Ponieważ
histeria jest jakaś, krytyka i malkontenctwo ogólne, to się wpisać postanowiłam
w te pędy, pomimo, że na suchoty galopujące umieram ja i moja ładniejsza połowa
takoż.
A zatem Santorini
– miejsce zachęca już od bramy. Jest błękit, kafeleczki, szmery, bajery czyli
mówiąc krótko – fragment Grecji w Gdyni. Już gdy dzwoniłam, aby zaklepać
miejsce dla 18 osób, pan przyjmujący rezerwację był przemiły. I obsługa
pozostała przemiła nawet wówczas, gdy postanowiliśmy zrobić przemeblowanie. Ale
dość już o tym, bo się był Jajebszon wystarczająco wyzewnętrznił w tym temacie.
Zatem
przejdę do rzeczy, czyli potraw – boskich niczym grecka ambrozja i nektar.
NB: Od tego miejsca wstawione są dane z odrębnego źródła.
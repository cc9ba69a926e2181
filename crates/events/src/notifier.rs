//! Bulk operation notifications over the [`EventBus`].
//!
//! [`BusProgressSink`] is handed to the engine as its progress collaborator.
//! [`publish_batch_result`] announces the outcome with an event type that
//! reflects failures, so a listener can never mistake a partially failed
//! batch for a clean one.

use std::sync::Arc;

use serde_json::json;
use stockpile_core::bulk_operation::{
    compute_batch_summary, BatchResult, BatchStatus, OperationRequest,
};
use stockpile_engine::{EngineError, ProgressSink};

use crate::bus::{EventBus, InventoryEvent};

// ---------------------------------------------------------------------------
// Event names
// ---------------------------------------------------------------------------

pub const EVENT_BULK_PROGRESS: &str = "bulk_operation.progress";
pub const EVENT_BULK_COMPLETED: &str = "bulk_operation.completed";
pub const EVENT_BULK_PARTIALLY_FAILED: &str = "bulk_operation.partially_failed";
pub const EVENT_BULK_FAILED: &str = "bulk_operation.failed";
pub const EVENT_BULK_CANCELLED: &str = "bulk_operation.cancelled";
pub const EVENT_BULK_REJECTED: &str = "bulk_operation.rejected";

/// Source entity type attached to every bulk operation event.
pub const SOURCE_BULK_OPERATION: &str = "bulk_operation";

/// Event type announcing a finished batch with the given status.
pub fn result_event_type(status: BatchStatus) -> &'static str {
    match status {
        BatchStatus::Completed => EVENT_BULK_COMPLETED,
        BatchStatus::PartiallyFailed => EVENT_BULK_PARTIALLY_FAILED,
        BatchStatus::Failed => EVENT_BULK_FAILED,
        BatchStatus::Cancelled => EVENT_BULK_CANCELLED,
    }
}

// ---------------------------------------------------------------------------
// Progress sink
// ---------------------------------------------------------------------------

/// Publishes engine progress as `bulk_operation.progress` events.
pub struct BusProgressSink {
    bus: Arc<EventBus>,
    operation_id: String,
    kind: &'static str,
}

impl BusProgressSink {
    /// Create a sink for one run of `request`, under a fresh operation id.
    pub fn new(bus: Arc<EventBus>, request: &OperationRequest) -> Self {
        Self {
            bus,
            operation_id: uuid::Uuid::new_v4().to_string(),
            kind: request.descriptor.kind(),
        }
    }

    /// Id correlating every event of this run.
    pub fn operation_id(&self) -> &str {
        &self.operation_id
    }
}

impl ProgressSink for BusProgressSink {
    fn on_progress(&self, fraction: f64) {
        let percent = (fraction * 100.0).round().clamp(0.0, 100.0) as u8;
        self.bus.publish(
            InventoryEvent::new(EVENT_BULK_PROGRESS)
                .with_source(SOURCE_BULK_OPERATION, self.operation_id.as_str())
                .with_payload(json!({
                    "kind": self.kind,
                    "fraction": fraction,
                    "percent": percent,
                })),
        );
    }
}

// ---------------------------------------------------------------------------
// Result announcements
// ---------------------------------------------------------------------------

/// Publish the outcome of a finished batch.
pub fn publish_batch_result(sink: &BusProgressSink, request: &OperationRequest, result: &BatchResult) {
    let status = result.status();
    let failures: Vec<serde_json::Value> = result
        .failures()
        .map(|o| json!({ "record_id": o.record_id, "error": o.error }))
        .collect();

    if status != BatchStatus::Completed {
        tracing::warn!(
            operation_id = %sink.operation_id,
            status = status.as_str(),
            failed = result.failed,
            unprocessed = result.unprocessed,
            "Bulk operation did not fully succeed",
        );
    }

    sink.bus.publish(
        InventoryEvent::new(result_event_type(status))
            .with_source(SOURCE_BULK_OPERATION, sink.operation_id.as_str())
            .with_payload(json!({
                "kind": sink.kind,
                "reason": request.reason,
                "status": status.as_str(),
                "summary": compute_batch_summary(&request.descriptor, result),
                "total": result.total,
                "succeeded": result.succeeded,
                "failed": result.failed,
                "skipped": result.skipped,
                "unprocessed": result.unprocessed,
                "failures": failures,
            })),
    );
}

/// Publish that a batch never ran, with the reason it was refused.
pub fn publish_rejected(sink: &BusProgressSink, error: &EngineError) {
    let code = match error {
        EngineError::Validation(_) => "validation",
        EngineError::Store(_) => "store_unavailable",
    };
    sink.bus.publish(
        InventoryEvent::new(EVENT_BULK_REJECTED)
            .with_source(SOURCE_BULK_OPERATION, sink.operation_id.as_str())
            .with_payload(json!({
                "kind": sink.kind,
                "code": code,
                "error": error.to_string(),
            })),
    );
}

// ---------------------------------------------------------------------------
// Tests
// ---------------------------------------------------------------------------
Zamówiłam sałatkę grecką, aby (wzorem mej mistrzyni Magdy Gie) sprawdzić
prawdziwość fety i pozostałych składników. Plusem był brak sałaty i prawdziwa
feta, zaś minusem – papryka czerwona w sałatce. (o zgrozo!).
Mojej (jak
wyżej wspomniałam ładniejszej) połowie podjadłam przystawkę w postaci
przepysznej zapiekaneczki z sera i pomidorków. Przepychota. Na drugie jadłam
wegetariańską zapiekankę z warzyw – szalenie sycącą, z prawdziwą fetą. Obłędnie
dobre.
Wystrój jest
śliczny – błękity, drewno, ciepło i po grecku (chociaż w kraju tym nie byłam
nigdy). Łazienka również ładna, wystrój w klimacie, ciepło. Ceny przystępne, co
było miłym zaskoczeniem.
Zdjęć nie
wkleję, gdyż nie robię ich z zasady. Restauracji „Santorini” z czystym
sumieniem daję 10/10. I chętnie tam wrócę.